This will take ~5-10 minutes. Installing:
- PyTorch 2.6.0 with CUDA 11.8
- Flash Attention 2.7.3
- Transformers, PyMuPDF, etc.

In [None]:
# Install PyTorch with CUDA 11.8
!pip install -q torch==2.6.0 torchvision==0.21.0 torchaudio==2.6.0 --index-url https://download.pytorch.org/whl/cu118

In [None]:
# Install other requirements
!pip install -q transformers==4.46.3 tokenizers==0.20.3 PyMuPDF img2pdf einops easydict addict Pillow numpy

In [None]:
# Install Flash Attention (takes ~3-5 minutes to build)
print("⚙️  Building Flash Attention... This takes 3-5 minutes")
!pip install -q flash-attn==2.7.3 --no-build-isolation
print("✅ Flash Attention installed!")

---
## Step 4: Load DeepSeek-OCR Model

**First run**: Downloads ~8GB model (5-10 minutes)
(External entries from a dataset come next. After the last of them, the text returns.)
// ============================================================================
// PARSING
// ============================================================================

/// Parse a single backtick snippet.
pub fn parse_expr(source: &str) -> Result<HostExpr, SourcerError> {
    let mut pairs = HostParser::parse(Rule::expression, source)
        .map_err(|e| err_msg!(Grammar, "invalid host expression `{}`: {}", source.trim(), e.variant.message()))?;
    let expression = pairs
        .next()
        .ok_or_else(|| err_msg!(Internal, "host parser produced no expression"))?;
    let inner = expression
        .into_inner()
        .next()
        .ok_or_else(|| err_msg!(Internal, "host parser produced an empty expression"))?;
    build(inner)
}

/// Parse the body of a host section.
pub fn parse_section(source: &str) -> Result<Vec<Assignment>, SourcerError> {
    let mut pairs = HostParser::parse(Rule::section, source)
        .map_err(|e| err_msg!(Grammar, "invalid host section: {}", e.variant.message()))?;
    let section = pairs
        .next()
        .ok_or_else(|| err_msg!(Internal, "host parser produced no section"))?;
    section
        .into_inner()
        .filter(|p| p.as_rule() == Rule::assignment)
        .map(|p| {
            let mut inner = p.into_inner();
            let name = next(&mut inner)?.as_str().to_string();
            let value = build(next(&mut inner)?)?;
            Ok(Assignment { name, value })
        })
        .collect()
}

fn next<'a>(pairs: &mut pest::iterators::Pairs<'a, Rule>) -> Result<Pair<'a, Rule>, SourcerError> {
    pairs
        .next()
        .ok_or_else(|| err_msg!(Internal, "host parser produced a truncated node"))
}

fn build(pair: Pair<Rule>) -> Result<HostExpr, SourcerError> {
    match pair.as_rule() {
        Rule::lambda => {
            let mut inner = pair.into_inner();
            let params = next(&mut inner)?
                .into_inner()
                .map(|p| p.as_str().to_string())
                .collect();
            let body = build(next(&mut inner)?)?;
            Ok(HostExpr::Lambda {
                params,
                body: Arc::new(body),
            })
        }

        Rule::conditional => {
            let mut inner = pair.into_inner();
            let value = build(next(&mut inner)?)?;
            match inner.next() {
                None => Ok(value),
                Some(cond) => Ok(HostExpr::Conditional {
                    then: Box::new(value),
                    cond: Box::new(build(cond)?),
                    otherwise: Box::new(build(next(&mut inner)?)?),
                }),
            }
        }

        Rule::or_expr | Rule::and_expr => {
            let is_or = pair.as_rule() == Rule::or_expr;
            let mut inner = pair.into_inner();
            let mut acc = build(next(&mut inner)?)?;
            for operand in inner {
                let operand = Box::new(build(operand)?);
                acc = if is_or {
                    HostExpr::Or(Box::new(acc), operand)
                } else {
                    HostExpr::And(Box::new(acc), operand)
                };
            }
            Ok(acc)
        }

        Rule::not_expr => build(next(&mut pair.into_inner())?),

        Rule::negation => Ok(HostExpr::Unary {
            op: UnaryOp::Not,
            operand: Box::new(build(next(&mut pair.into_inner())?)?),
        }),

        Rule::comparison => {
            let mut inner = pair.into_inner();
            let first = build(next(&mut inner)?)?;
            let mut rest = Vec::new();
            while let Some(op) = inner.next() {
                let op = cmp_op(op.as_str())?;
                rest.push((op, build(next(&mut inner)?)?));
            }
            if rest.is_empty() {
                return Ok(first);
            }
            Ok(HostExpr::Compare {
                first: Box::new(first),
                rest,
            })
        }

        Rule::arith | Rule::term => {
            let mut inner = pair.into_inner();
            let mut acc = build(next(&mut inner)?)?;
            while let Some(op) = inner.next() {
                let op = match op.as_str() {
                    "+" => BinOp::Add,
                    "-" => BinOp::Sub,
                    "*" => BinOp::Mul,
                    "/" => BinOp::Div,
                    "//" => BinOp::FloorDiv,
                    "%" => BinOp::Mod,
                    other => return Err(err_msg!(Internal, "unknown host operator '{}'", other)),
                };
                let right = build(next(&mut inner)?)?;
                acc = HostExpr::Binary {
                    op,
                    left: Box::new(acc),
                    right: Box::new(right),
                };
            }
            Ok(acc)
        }

        Rule::unary => {
            let mut inner = pair.into_inner();
            let first = next(&mut inner)?;
            if first.as_rule() != Rule::neg_op {
                return build(first);
            }
            let op = if first.as_str() == "-" { UnaryOp::Neg } else { UnaryOp::Pos };
            Ok(HostExpr::Unary {
                op,
                operand: Box::new(build(next(&mut inner)?)?),
            })
        }

        Rule::power => {
            let mut inner = pair.into_inner();
            let base = build(next(&mut inner)?)?;
            match inner.next() {
                None => Ok(base),
                Some(exponent) => Ok(HostExpr::Binary {
                    op: BinOp::Pow,
                    left: Box::new(base),
                    right: Box::new(build(exponent)?),
                }),
            }
        }

        Rule::postfix => {
            let mut inner = pair.into_inner();
            let mut acc = build(next(&mut inner)?)?;
            for trailer in inner {
                acc = build_trailer(acc, trailer)?;
            }
            Ok(acc)
        }

        Rule::list => Ok(HostExpr::List(
            pair.into_inner().map(build).collect::<Result<_, _>>()?,
        )),

        Rule::paren => {
            let mut is_tuple = false;
            let mut items = Vec::new();
            for item in pair.into_inner() {
                if item.as_rule() == Rule::tuple_comma {
                    is_tuple = true;
                } else {
                    items.push(build(item)?);
                }
            }
            if !is_tuple && items.len() == 1 {
                return Ok(items.remove(0));
            }
            Ok(HostExpr::List(items))
        }

        Rule::none => Ok(HostExpr::Literal(Value::None)),
        Rule::true_lit => Ok(HostExpr::Literal(Value::Bool(true))),
        Rule::false_lit => Ok(HostExpr::Literal(Value::Bool(false))),

        Rule::int => pair
            .as_str()
            .parse::<i64>()
            .map(|i| HostExpr::Literal(Value::Int(i)))
            .map_err(|_| err_msg!(Grammar, "integer literal out of range: {}", pair.as_str())),

        Rule::float => pair
            .as_str()
            .parse::<f64>()
            .map(|x| HostExpr::Literal(Value::Float(x)))
            .map_err(|_| err_msg!(Grammar, "invalid float literal: {}", pair.as_str())),

        Rule::string => {
            let quoted = next(&mut pair.into_inner())?;
            let raw = quoted.into_inner().next().map(|p| p.as_str()).unwrap_or("");
            Ok(HostExpr::Literal(Value::str(unescape_string(raw))))
        }

        Rule::name => Ok(HostExpr::Name(pair.as_str().to_string())),

        rule => Err(err_msg!(Internal, "unexpected host syntax node {:?}", rule)),
    }
}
**Subsequent runs**: Uses cached model (30 seconds)

In [None]:
from transformers import AutoModel, AutoTokenizer
import torch
import os

print("📥 Loading DeepSeek-OCR model...")
print("⏳ First run: ~5-10 min download | Cached runs: ~30 sec")
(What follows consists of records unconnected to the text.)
//! Static Analysis
//!
//! Passes that run over the lowered grammar before code generation, in order:
//!
//! 1. `check_names`: rule names are well formed and unique, and so are the
//!    parameters and fields of each rule.
//! 2. `apply_ignored`: when the grammar has ignored rules, literals in the
//!    other rules skip ignored content after matching, and the start rule
//!    skips it up front.
//! 3. `assign_ids`: every expression gets a unique ID.
//! 4. `mark_local_references`: names bound by `let`, rule parameters and
//!    earlier class fields become locals; host snippets learn which locals
//!    they capture.
//! 5. `resolve_references`: the remaining names are bound to rule functions,
//!    with arity checks and keyword arguments put in parameter order.

use std::collections::{HashMap, HashSet};

use once_cell::sync::Lazy;
use regex::Regex;

use crate::ast::Span;
use crate::diagnostics::SourceArc;
use crate::expr::compile::IGNORED_RULE;
use crate::expr::{impl_name, Arg, Binding, Bound, Definition, Expr, ExprKind, GrammarTree, HostSnippet};
use crate::host::builtins::is_builtin;
use crate::{err_ctx, SourcerError};

static RULE_NAME: Lazy<Regex> = Lazy::new(|| Regex::new(r"^[A-Za-z][A-Za-z0-9_]*$").unwrap());

/// Names every host snippet may use besides its locals.
const OPERATOR_CLASSES: &[&str] = &["Infix", "Prefix", "Postfix"];

/// Runs all passes in order.
pub fn analyze(tree: GrammarTree, host_fns: &[String], source: &SourceArc) -> Result<GrammarTree, SourcerError> {
    check_names(&tree, source)?;
    let mut tree = apply_ignored(tree);
    let count = assign_ids(&mut tree);
    log::debug!("assigned {} expression ids", count);
    mark_local_references(&mut tree, host_fns, source)?;
    resolve_references(&mut tree, source)?;
    Ok(tree)
}

fn error(source: &SourceArc, message: impl std::fmt::Display, span: Span) -> SourcerError {
    err_ctx!(Grammar, message, source, span)
}

// ============================================================================
// NAMES
// ============================================================================

pub fn check_names(tree: &GrammarTree, source: &SourceArc) -> Result<(), SourcerError> {
    let mut seen = HashSet::new();
    for def in &tree.definitions {
        if !def.is_synthetic && !RULE_NAME.is_match(&def.name) {
            let message = if def.name.starts_with('_') {
                format!("rule names cannot start with an underscore: '{}'", def.name)
            } else {
                format!("invalid rule name '{}'", def.name)
            };
            return Err(error(source, message, def.span));
        }
        if !seen.insert(def.name.as_str()) {
            return Err(error(source, format!("duplicate rule name '{}'", def.name), def.span));
        }
        let mut locals = HashSet::new();
        for name in def.params.iter().flatten().chain(def.class_fields.iter().flatten()) {
            if !locals.insert(name.as_str()) {
                return Err(error(
                    source,
                    format!("duplicate parameter or field '{}' in '{}'", name, def.name),
                    def.span,
                ));
            }
        }
    }
    Ok(())
}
model_name = 'deepseek-ai/DeepSeek-OCR'

# Load tokenizer
tokenizer = AutoTokenizer.from_pretrained(
    model_name, 
    trust_remote_code=True
)

# Load model
model = AutoModel.from_pretrained(
    model_name,
    _attn_implementation='flash_attention_2',
    trust_remote_code=True,
    use_safetensors=True
)

# Move to GPU and set to eval mode
model = model.eval().cuda().to(torch.bfloat16)
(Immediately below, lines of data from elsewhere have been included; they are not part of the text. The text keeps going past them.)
fn compile_inner(expr: &Expr, e: &mut Emitter) -> EmitResult {
    match &expr.kind {
        ExprKind::Str {
            value,
            ignore_case,
            binary,
            skip_ignored,
        } => {
            let text = literal_text(value, *binary);
            let error = e.error(expr.to_string(), Expectation::Str(text.clone()));
            if *ignore_case {
                let pattern = escape_literal(value, *binary);
                let regex = e.regex(&pattern, true, *binary)?;
                e.emit(Instr::MatchRegex { regex, error })?;
            } else {
                let literal = e.literal(value);
                e.emit(Instr::MatchLiteral { literal, error })?;
            }
            if *skip_ignored {
                skip_ignored_content(e)?;
            }
            Ok(())
        }

        ExprKind::Regex {
            pattern,
            ignore_case,
            binary,
            skip_ignored,
        } => {
            let regex = e.regex(pattern, *ignore_case, *binary)?;
            let error = e.error(expr.to_string(), Expectation::Regex(pattern.clone()));
            e.emit(Instr::MatchRegex { regex, error })?;
            if *skip_ignored {
                skip_ignored_content(e)?;
            }
            Ok(())
        }

        ExprKind::Ref { name, binding } => {
            let callee = match binding {
                Binding::Local => Callee::Local(e.lookup(name)?),
                Binding::Rule(imp) => Callee::Func(e.rule_fn(imp)?),
                Binding::Unresolved => return Err(unresolved(name)),
            };
            e.emit(Instr::Call {
                callee,
                args: Vec::new(),
            })
        }

        ExprKind::Call { func, args, binding } => {
            let Binding::Rule(imp) = binding else {
                return Err(unresolved(func));
            };
            let id = e.rule_fn(imp)?;
            let vars = args
                .iter()
                .map(|arg| argumentize(arg.expr(), e))
                .collect::<Result<Vec<_>, _>>()?;
            e.emit(Instr::Call {
                callee: Callee::Func(id),
                args: vars,
            })
        }

        ExprKind::Seq {
            exprs,
            names,
            constructor,
        } => {
            let class = constructor
                .as_ref()
                .map(|c| e.class(c, names.as_deref().unwrap_or_default()));
            e.block(|e, exit| {
                let start = match class {
                    Some(_) => Some(checkpoint(e)?),
                    None => None,
                };
                e.push_scope()?;
                let mut items = Vec::with_capacity(exprs.len());
                for (i, item) in exprs.iter().enumerate() {
                    compile(item, e)?;
                    e.emit(Instr::Branch {
                        cond: Cond::NotStatus,
                        target: exit,
                    })?;
                    let var = store_result(e)?;
                    if let Some(name) = names.as_ref().and_then(|n| n.get(i)) {
                        e.bind(name, var)?;
                    }
                    items.push(var);
                }
                e.pop_scope()?;
                match (class, start) {
                    (Some(class), Some(start)) => e.emit(Instr::MakeNode {
                        class,
                        fields: items,
                        start,
                    })?,
                    _ => e.emit(Instr::MakeList(items))?,
                }
                e.emit(Instr::SetStatus(true))
            })
        }

        ExprKind::Choice(alternatives) => {
            if let [only] = alternatives.as_slice() {
                return compile(only, e);
            }
            let backtrack = checkpoint(e)?;
            let far_pos = e.var()?;
            e.emit(Instr::Store(far_pos, Operand::Const(Value::Int(-1))))?;
            let far_err = e.var()?;
            e.emit(Instr::Store(far_err, Operand::Const(Value::None)))?;
            e.block(|e, exit| {
                for (i, alt) in alternatives.iter().enumerate() {
                    if i > 0 {
                        e.emit(Instr::RestorePos(backtrack))?;
                    }
                    compile(alt, e)?;
                    if alt.always_succeeds() {
                        return e.emit(Instr::Jump(exit));
                    }
                    e.emit(Instr::Branch {
                        cond: Cond::Status,
                        target: exit,
                    })?;
                    // A bare Fail only takes over at a strictly later position.
                    let farther = if alt.is_fail() {
                        Cond::PosGt(far_pos)
                    } else {
                        Cond::PosGe(far_pos)
                    };
                    e.if_(farther, |e| {
                        e.emit(Instr::Store(far_pos, Operand::Pos))?;
                        e.emit(Instr::Store(far_err, Operand::Result))
                    })?;
                }
                e.emit(Instr::RestorePos(far_pos))?;
                e.emit(Instr::Load(Operand::Var(far_err)))?;
                e.emit(Instr::SetStatus(false))
            })
        }

        ExprKind::List {
            expr: item,
            min_len,
            max_len,
        } => {
            let staging = e.var()?;
            e.emit(Instr::NewList(staging))?;
            let unexpected = e.error(expr.to_string(), Expectation::Unexpected);
            let err = e.var()?;
            e.emit(Instr::Store(err, Operand::Const(Value::Error(unexpected))))?;
            let err_pos = checkpoint(e)?;
            let min = bound_ref(min_len.as_ref(), e)?;
            let max = bound_ref(max_len.as_ref(), e)?;

            e.loop_(|e, labels| {
                if let Some(max) = max {
                    e.emit(Instr::Branch {
                        cond: Cond::LenGe(staging, max),
                        target: labels.exit,
                    })?;
                }
                let cp = checkpoint(e)?;
                compile(item, e)?;
                e.if_(Cond::NotStatus, |e| {
                    e.emit(Instr::Store(err, Operand::Result))?;
                    e.emit(Instr::Store(err_pos, Operand::Pos))?;
                    e.emit(Instr::RestorePos(cp))?;
                    e.emit(Instr::Jump(labels.exit))
                })?;
                e.emit(Instr::Push {
                    list: staging,
                    value: Operand::Result,
                })?;
                e.emit(Instr::Branch {
                    cond: Cond::PosEq(cp),
                    target: labels.exit,
                })
            })?;

            match min {
                Some(min) => e.if_else(
                    Cond::LenLt(staging, min),
                    |e| {
                        e.emit(Instr::RestorePos(err_pos))?;
                        e.emit(Instr::Load(Operand::Var(err)))?;
                        e.emit(Instr::SetStatus(false))
                    },
                    |e| succeed_with(e, Operand::Var(staging)),
                ),
                None => succeed_with(e, Operand::Var(staging)),
            }
        }

        ExprKind::Sep {
            expr: item,
            separator,
            discard_separators,
            allow_trailer,
            allow_empty,
        } => {
            let keep_separators = !*discard_separators;
            let staging = e.var()?;
            e.emit(Instr::NewList(staging))?;
            e.block(|e, exit| {
                let first = checkpoint(e)?;
                compile(item, e)?;
                e.if_(Cond::NotStatus, |e| {
                    if *allow_empty {
                        e.emit(Instr::RestorePos(first))?;
                        succeed_with(e, Operand::Const(Value::list(Vec::new())))?;
                    }
                    e.emit(Instr::Jump(exit))
                })?;
                e.emit(Instr::Push {
                    list: staging,
                    value: Operand::Result,
                })?;

                e.loop_(|e, labels| {
                    let cp = checkpoint(e)?;
                    compile(separator, e)?;
                    e.if_(Cond::NotStatus, |e| {
                        e.emit(Instr::RestorePos(cp))?;
                        e.emit(Instr::Jump(labels.exit))
                    })?;
                    if keep_separators {
                        e.emit(Instr::Push {
                            list: staging,
                            value: Operand::Result,
                        })?;
                    }
                    if *allow_trailer {
                        e.emit(Instr::Store(cp, Operand::Pos))?;
                    }
                    compile(item, e)?;
                    e.if_(Cond::NotStatus, |e| {
                        if keep_separators && !*allow_trailer {
                            e.emit(Instr::Pop(staging))?;
                        }
                        e.emit(Instr::RestorePos(cp))?;
                        e.emit(Instr::Jump(labels.exit))
                    })?;
                    e.emit(Instr::Push {
                        list: staging,
                        value: Operand::Result,
                    })?;
                    e.emit(Instr::Branch {
                        cond: Cond::PosEq(cp),
                        target: labels.exit,
                    })
                })?;
                succeed_with(e, Operand::Var(staging))
            })
        }

        ExprKind::Opt(inner) => {
            let cp = checkpoint(e)?;
            e.block(|e, _| compile(inner, e))?;
            e.if_(Cond::NotStatus, |e| {
                e.emit(Instr::RestorePos(cp))?;
                succeed_with(e, Operand::Const(Value::None))
            })
        }

        ExprKind::Apply {
            left,
            right,
            apply_left,
        } => e.block(|e, exit| {
            compile(left, e)?;
            e.emit(Instr::Branch {
                cond: Cond::NotStatus,
                target: exit,
            })?;
            let a = store_result(e)?;
            compile(right, e)?;
            e.emit(Instr::Branch {
                cond: Cond::NotStatus,
                target: exit,
            })?;
            let b = store_result(e)?;
            let (func, arg) = if *apply_left { (a, b) } else { (b, a) };
            e.emit(Instr::Apply { func, arg })
        }),

        ExprKind::Discard {
            left,
            right,
            discard_left,
        } => e.block(|e, exit| {
            compile(left, e)?;
            e.emit(Instr::Branch {
                cond: Cond::NotStatus,
                target: exit,
            })?;
            let kept = if *discard_left {
                None
            } else {
                Some(store_result(e)?)
            };
            compile(right, e)?;
            if let Some(kept) = kept {
                e.emit(Instr::Branch {
                    cond: Cond::NotStatus,
                    target: exit,
                })?;
                e.emit(Instr::Load(Operand::Var(kept)))?;
            }
            Ok(())
        }),

        ExprKind::Expect(inner) => {
            let cp = checkpoint(e)?;
            e.block(|e, _| compile(inner, e))?;
            e.emit(Instr::RestorePos(cp))
        }

        ExprKind::ExpectNot(inner) => {
            let cp = checkpoint(e)?;
            e.block(|e, _| compile(inner, e))?;
            e.emit(Instr::RestorePos(cp))?;
            let error = e.error(expr.to_string(), Expectation::NotExpected(inner.to_string()));
            e.if_else(
                Cond::Status,
                |e| e.emit(Instr::Fail(error)),
                |e| succeed_with(e, Operand::Const(Value::None)),
            )
        }

        ExprKind::Fail(message) => {
            let text = message.clone().unwrap_or_else(|| "Failed".to_string());
            let error = e.error(expr.to_string(), Expectation::Message(text));
            e.emit(Instr::Fail(error))
        }

        ExprKind::Let { name, value, body } => e.block(|e, exit| {
            compile(value, e)?;
            e.emit(Instr::Branch {
                cond: Cond::NotStatus,
                target: exit,
            })?;
            let var = store_result(e)?;
            e.push_scope()?;
            e.bind(name, var)?;
            compile(body, e)?;
            e.pop_scope()
        }),

        ExprKind::Where { expr: inner, predicate } => {
            let source = match &predicate.kind {
                ExprKind::Host(snippet) => snippet.source.trim().to_string(),
                _ => predicate.to_string(),
            };
            let error = e.error(expr.to_string(), Expectation::Predicate(source));
            e.block(|e, exit| {
                compile(inner, e)?;
                e.emit(Instr::Branch {
                    cond: Cond::NotStatus,
                    target: exit,
                })?;
                let arg = store_result(e)?;
                compile(predicate, e)?;
                e.emit(Instr::Branch {
                    cond: Cond::NotStatus,
                    target: exit,
                })?;
                let func = store_result(e)?;
                e.emit(Instr::Test { func, arg, error })
            })
        }

        ExprKind::Skip(exprs) => {
            e.loop_(|e, labels| {
                for item in exprs {
                    let cp = checkpoint(e)?;
                    compile(item, e)?;
                    e.if_else(
                        Cond::Status,
                        |e| {
                            e.emit(Instr::Branch {
                                cond: Cond::PosNe(cp),
                                target: labels.top,
                            })
                        },
                        |e| e.emit(Instr::RestorePos(cp)),
                    )?;
                }
                e.emit(Instr::Jump(labels.exit))
            })?;
            succeed_with(e, Operand::Const(Value::None))
        }

        ExprKind::Host(snippet) => eval_snippet(snippet, e),

        ExprKind::OperatorPrecedence { atom, rules } => {
            let params: Vec<String> = expr.freevars().into_iter().collect();
            let args = lookup_all(&params, e)?;
            let mut operand = e.define_new(format!("_operator_atom_{}", expr.id), params.clone(), |e| {
                compile(atom, e)
            })?;
            for (level, rule) in rules.iter().enumerate() {
                let below = operand;
                let arity = params.len();
                operand = e.define_new(
                    format!("_operator_level_{}_{}", expr.id, level),
                    params.clone(),
                    |e| compile_level(rule, below, arity, e),
                )?;
            }
            e.emit(Instr::Call {
                callee: Callee::Func(operand),
                args,
            })
        }
    }
}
print("✅ Model loaded successfully!")
print(f"🎯 Model is on: {next(model.parameters()).device}")

---
## Step 5: Test with Sample Images

Run OCR on the included sample images to verify everything works.

In [None]:
# Test with sample image
from PIL import Image
import matplotlib.pyplot as plt

# Display sample image
image_path = 'assets/show1.jpg'
img = Image.open(image_path)
plt.figure(figsize=(10, 8))
plt.imshow(img)
plt.axis('off')
plt.title('Sample Image')
plt.show()

print(f"📐 Image size: {img.size}")

### Test 1: Convert Document to Markdown

In [None]:
print("🔍 Running OCR with Markdown conversion...\n")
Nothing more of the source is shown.